The argument advanced for stock transfer was that the experience of the late eighties and early nineties where small housing associations emerged to challenge bureaucratic and remote organisations (like those which our Muirhouse branch faces) and develop a person centred approach, often providing the very first fully disabled centred homes and being ran as cooperatives, could be replicated by taking housing out of the control of local councils and placing it into huge holding companies like the GHA, which would then be broken up into small community controlled housing associations. Those who disputed this theory at the time can have no valedictory joy. Today stock transfer monoliths like the GHA now form nationwide housing companies, dependent both on public sector funding, but with profit seeking arms, and with business plans that mandate increasing scale in order to access capital markets. Many of the small community run housing associations have grown into large quasi-public companies; Queen's Cross Housing Association and North Glasgow Housing Association, two large Glasgow public sector landlords, both rival Edinburgh City Council in scale, and while their management may be more responsive, they have travelled some distance from the notion of a housing cooperative with a professional staff.

Increasingly it is these large stock transfer landlords, that behave like housing companies, despite their public sector funding, that define public housing in Scotland. In the Wyndford the union branch has been seeking a negotiation over discontinued repairs, suspended close cleaning, and a campaign of harassment against tenants with the Wheatley Group (the creation of the GHA, which swallowed the local Housing Association in the scheme a few years ago). In previous negotiations it has become clear that nobody in the local organisation is empowered to actually take decisions. The Wheatley Group for example has swallowed all of the former Council Housing in Dumfries and Galloway: the notion of community control there has given way to remote control by a publicly funded but not publicly accountable organisation headquartered 80 miles away taking decisions based on its own access to global capital markets.

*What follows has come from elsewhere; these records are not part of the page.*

//! Occurrence engine: decides which calendar days a habit is due on.
//!
//! Monthly habits created on the 29th, 30th or 31st are due on the last
//! day of any month too short to carry that day. No month is skipped.

use std::iter::FusedIterator;

use chrono::{Datelike, Days, NaiveDate};

use super::dates::clamped_day;
use super::{Frequency, Habit, RetiredRule};

/// Whether `date` is a due occurrence of `habit` under the rule in effect
/// on that day.
pub fn is_due(habit: &Habit, date: NaiveDate) -> bool {
    if date < habit.created_at {
        return false;
    }
    matches_rule(habit.frequency_on(date), habit.created_at, date)
}

/// Weekly and monthly rules stay anchored on the creation day, whichever
/// rule was in effect before them.
fn matches_rule(frequency: Frequency, anchor: NaiveDate, date: NaiveDate) -> bool {
    match frequency {
        Frequency::Daily => true,
        Frequency::Weekly => date.weekday() == anchor.weekday(),
        Frequency::Monthly => clamped_day(date.year(), date.month(), anchor.day()) == Some(date),
    }
}

/// All due occurrences in `[start, end]`, ascending.
pub fn due_occurrences_between(habit: &Habit, start: NaiveDate, end: NaiveDate) -> Vec<NaiveDate> {
    DueDates::new(habit, start, end).collect()
}

/// Lazy iterator over the due occurrences of a habit within a closed range.
///
/// Holds no reference to the habit; a fresh iterator restarts from `start`.
#[derive(Debug, Clone)]
pub struct DueDates {
    frequency: Frequency,
    history: Vec<RetiredRule>,
    anchor: NaiveDate,
    next: Option<NaiveDate>,
    end: NaiveDate,
}

impl DueDates {
    pub fn new(habit: &Habit, start: NaiveDate, end: NaiveDate) -> Self {
        let mut dates = Self {
            frequency: habit.frequency,
            history: habit.rule_history.clone(),
            anchor: habit.created_at,
            next: None,
            end,
        };
        let lower = start.max(habit.created_at);
        dates.next = dates.first_on_or_after(lower).filter(|d| *d <= end);
        dates
    }

    /// Rule in effect on `day` and the first day it no longer applies.
    fn rule_at(&self, day: NaiveDate) -> (Frequency, Option<NaiveDate>) {
        self.history
            .iter()
            .find(|rule| day < rule.until)
            .map_or((self.frequency, None), |rule| (rule.frequency, Some(rule.until)))
    }

    fn first_on_or_after(&self, mut from: NaiveDate) -> Option<NaiveDate> {
        loop {
            let (frequency, until) = self.rule_at(from);
            let candidate = self.first_under(frequency, from)?;
            match until {
                Some(until) if candidate >= until => from = until,
                _ => return Some(candidate),
            }
        }
    }

    fn first_under(&self, frequency: Frequency, from: NaiveDate) -> Option<NaiveDate> {
        match frequency {
            Frequency::Daily => Some(from),
            Frequency::Weekly => {
                let target = self.anchor.weekday().num_days_from_monday();
                let current = from.weekday().num_days_from_monday();
                let offset = (target + 7 - current) % 7;
                from.checked_add_days(Days::new(u64::from(offset)))
            }
            Frequency::Monthly => {
                let candidate = clamped_day(from.year(), from.month(), self.anchor.day())?;
                if candidate >= from {
                    Some(candidate)
                } else {
                    self.in_following_month(candidate)
                }
            }
        }
    }

    fn in_following_month(&self, current: NaiveDate) -> Option<NaiveDate> {
        let (year, month) = if current.month() == 12 {
            (current.year() + 1, 1)
        } else {
            (current.year(), current.month() + 1)
        };
        clamped_day(year, month, self.anchor.day())
    }
}

impl Iterator for DueDates {
    type Item = NaiveDate;

    fn next(&mut self) -> Option<Self::Item> {
        let current = self.next?;
        self.next = current
            .succ_opt()
            .and_then(|day| self.first_on_or_after(day))
            .filter(|d| *d <= self.end);
        Some(current)
    }
}

impl FusedIterator for DueDates {}

#[cfg(test)]
mod tests {
    use super::*;
    use chrono::Weekday;
    use proptest::prelude::*;

    fn d(y: i32, m: u32, day: u32) -> NaiveDate {
        NaiveDate::from_ymd_opt(y, m, day).unwrap()
    }

    fn habit(frequency: Frequency, created_at: NaiveDate) -> Habit {
        Habit {
            id: "h".into(),
            owner_id: "u".into(),
            name: "test".into(),
            description: None,
            frequency,
            time_of_day: None,
            scheduled_time: None,
            created_at,
            rule_history: Vec::new(),
        }
    }

    #[test]
    fn never_due_before_creation() {
        for f in [Frequency::Daily, Frequency::Weekly, Frequency::Monthly] {
            let h = habit(f, d(2024, 3, 10));
            assert!(!is_due(&h, d(2024, 3, 9)));
            assert!(!is_due(&h, d(2024, 2, 10)));
            assert!(is_due(&h, d(2024, 3, 10)));
        }
    }

    #[test]
    fn daily_is_due_every_day() {
        let h = habit(Frequency::Daily, d(2024, 1, 1));
        let dates = due_occurrences_between(&h, d(2024, 1, 30), d(2024, 2, 2));
        assert_eq!(
            dates,
            vec![d(2024, 1, 30), d(2024, 1, 31), d(2024, 2, 1), d(2024, 2, 2)]
        );
    }

    #[test]
    fn weekly_follows_creation_weekday() {
        // 2024-01-01 is a Monday
        let h = habit(Frequency::Weekly, d(2024, 1, 1));
        assert_eq!(h.created_at.weekday(), Weekday::Mon);
        assert!(is_due(&h, d(2024, 1, 8)));
        assert!(!is_due(&h, d(2024, 1, 9)));

        let dates = due_occurrences_between(&h, d(2024, 1, 3), d(2024, 1, 31));
        assert_eq!(
            dates,
            vec![d(2024, 1, 8), d(2024, 1, 15), d(2024, 1, 22), d(2024, 1, 29)]
        );
    }

    #[test]
    fn monthly_on_the_31st_lands_on_month_end() {
        let h = habit(Frequency::Monthly, d(2024, 1, 31));
        assert!(is_due(&h, d(2024, 4, 30)));
        assert!(!is_due(&h, d(2024, 4, 29)));
        assert!(is_due(&h, d(2024, 2, 29)));
        assert!(is_due(&h, d(2024, 3, 31)));
        assert!(!is_due(&h, d(2024, 3, 30)));

        let dates = due_occurrences_between(&h, d(2024, 1, 1), d(2024, 6, 30));
        assert_eq!(
            dates,
            vec![
                d(2024, 1, 31),
                d(2024, 2, 29),
                d(2024, 3, 31),
                d(2024, 4, 30),
                d(2024, 5, 31),
                d(2024, 6, 30),
            ]
        );
    }

    #[test]
    fn monthly_on_the_30th_in_february_of_a_common_year() {
        let h = habit(Frequency::Monthly, d(2022, 12, 30));
        assert!(is_due(&h, d(2023, 2, 28)));
        assert_eq!(
            due_occurrences_between(&h, d(2023, 1, 1), d(2023, 3, 31)),
            vec![d(2023, 1, 30), d(2023, 2, 28), d(2023, 3, 30)]
        );
    }

    #[test]
    fn monthly_range_starting_after_this_months_occurrence() {
        let h = habit(Frequency::Monthly, d(2024, 1, 15));
        assert_eq!(
            due_occurrences_between(&h, d(2024, 3, 20), d(2024, 5, 15)),
            vec![d(2024, 4, 15), d(2024, 5, 15)]
        );
    }

    #[test]
    fn empty_when_range_is_inverted_or_before_creation() {
        let h = habit(Frequency::Daily, d(2024, 5, 1));
        assert!(due_occurrences_between(&h, d(2024, 5, 10), d(2024, 5, 1)).is_empty());
        assert!(due_occurrences_between(&h, d(2024, 4, 1), d(2024, 4, 30)).is_empty());
    }

    #[test]
    fn iterator_is_restartable() {
        let h = habit(Frequency::Weekly, d(2024, 1, 1));
        let dates = DueDates::new(&h, d(2024, 1, 1), d(2024, 2, 1));
        let first: Vec<_> = dates.clone().collect();
        let second: Vec<_> = dates.collect();
        assert_eq!(first, second);
        assert_eq!(first.len(), 5);
    }

    #[test]
    fn edited_rule_leaves_earlier_due_dates_alone() {
        // Daily from Mon 2024-01-01, weekly (Mondays) from 2024-01-10.
        let mut h = habit(Frequency::Daily, d(2024, 1, 1));
        h.change_frequency(Frequency::Weekly, d(2024, 1, 10));

        assert!(is_due(&h, d(2024, 1, 2)));
        assert!(is_due(&h, d(2024, 1, 9)));
        assert!(!is_due(&h, d(2024, 1, 10)));
        assert!(is_due(&h, d(2024, 1, 15)));

        let dates = due_occurrences_between(&h, d(2024, 1, 7), d(2024, 1, 31));
        assert_eq!(
            dates,
            vec![
                d(2024, 1, 7),
                d(2024, 1, 8),
                d(2024, 1, 9),
                d(2024, 1, 15),
                d(2024, 1, 22),
                d(2024, 1, 29),
            ]
        );
    }

    #[test]
    fn monthly_rule_with_no_occurrence_before_its_replacement() {
        // Monthly on the 20th until 2024-02-10, then daily.
        let mut h = habit(Frequency::Monthly, d(2024, 1, 20));
        h.change_frequency(Frequency::Daily, d(2024, 2, 10));
        assert_eq!(
            due_occurrences_between(&h, d(2024, 1, 1), d(2024, 2, 11)),
            vec![d(2024, 1, 20), d(2024, 2, 10), d(2024, 2, 11)]
        );
    }

    fn frequency() -> impl Strategy<Value = Frequency> {
        prop_oneof![
            Just(Frequency::Daily),
            Just(Frequency::Weekly),
            Just(Frequency::Monthly)
        ]
    }

    proptest! {
        #[test]
        fn due_sequence_is_strictly_ascending_and_complete(
            f in frequency(),
            created_offset in 0i64..800,
            start_offset in 0i64..900,
            len in 0i64..400,
        ) {
            let base = d(2023, 1, 1);
            let created = base + chrono::Duration::days(created_offset);
            let start = base + chrono::Duration::days(start_offset);
            let end = start + chrono::Duration::days(len);
            let h = habit(f, created);

            let dates = due_occurrences_between(&h, start, end);
            for pair in dates.windows(2) {
                prop_assert!(pair[0] < pair[1]);
            }
            for day in &dates {
                prop_assert!(is_due(&h, *day));
                prop_assert!(*day >= start && *day <= end);
            }
            let brute: Vec<_> = start
                .iter_days()
                .take_while(|day| *day <= end)
                .filter(|day| is_due(&h, *day))
                .collect();
            prop_assert_eq!(dates, brute);
        }
    }

    proptest! {
        #[test]
        fn edited_habits_match_a_day_by_day_scan(
            first in frequency(),
            edits in proptest::collection::vec((frequency(), 1i64..120), 0..4),
            start_offset in 0i64..500,
            len in 0i64..300,
        ) {
            let created = d(2023, 1, 31);
            let mut h = habit(first, created);
            let mut effective = created;
            for (f, gap) in edits {
                effective = effective + chrono::Duration::days(gap);
                h.change_frequency(f, effective);
            }
            let start = created + chrono::Duration::days(start_offset);
            let end = start + chrono::Duration::days(len);

            let dates = due_occurrences_between(&h, start, end);
            let brute: Vec<_> = start
                .iter_days()
                .take_while(|day| *day <= end)
                .filter(|day| is_due(&h, *day))
                .collect();
            prop_assert_eq!(dates, brute);
        }
    }
}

Scottish Government figures, correct to 2018

There are 1,170,000 public housing tenants in Scotland. This is a large majority of the nation's tenants, and including the roughly half a million owners of homes in housing schemes (who share similar interests) this is a big plurality of those subject to the whims of a landlord. Increasingly public landlords are remote and distant, and beholden to capital markets rather than the needs of their tenants. Mass demolition of homes has shattered many communities which were rebuilt from the slum clearance programmes in the post war period, deliberately designed to organise for powerlessness. Landlords in the public sector have weaponised even very progressive legislation to create organisation for powerlessness. However organisation in the public sector has a strongly depressive effect on rents, but big challenges in housing schemes such as the potential wholesale takeover of right to buy homes by the country's increasingly profiteering landlord class, particularly in light of the Covid pandemic's depressive effect on property values, threaten to exacerbate tensions on rents. Moreover while it is beyond the scope of this article, the process of stock transfer was also the process of the wholesale destruction and cooption of the tenants movement. Living Rent is all that stands in the way of these grand systemic changes towards a landlord driven economy. This can be addressed however. Scotland has hundreds upon hundreds of private landlords. Scotland has 183 public sector landlords. If we are organised to face these historic changes, as a majoritarian organisation, we can deliver a hammer blow to landlordism in this country, and tranformationally democratise the majority of communities subject to the deleterious efects of rising rents and non-accountability of housing when driven by profit motives.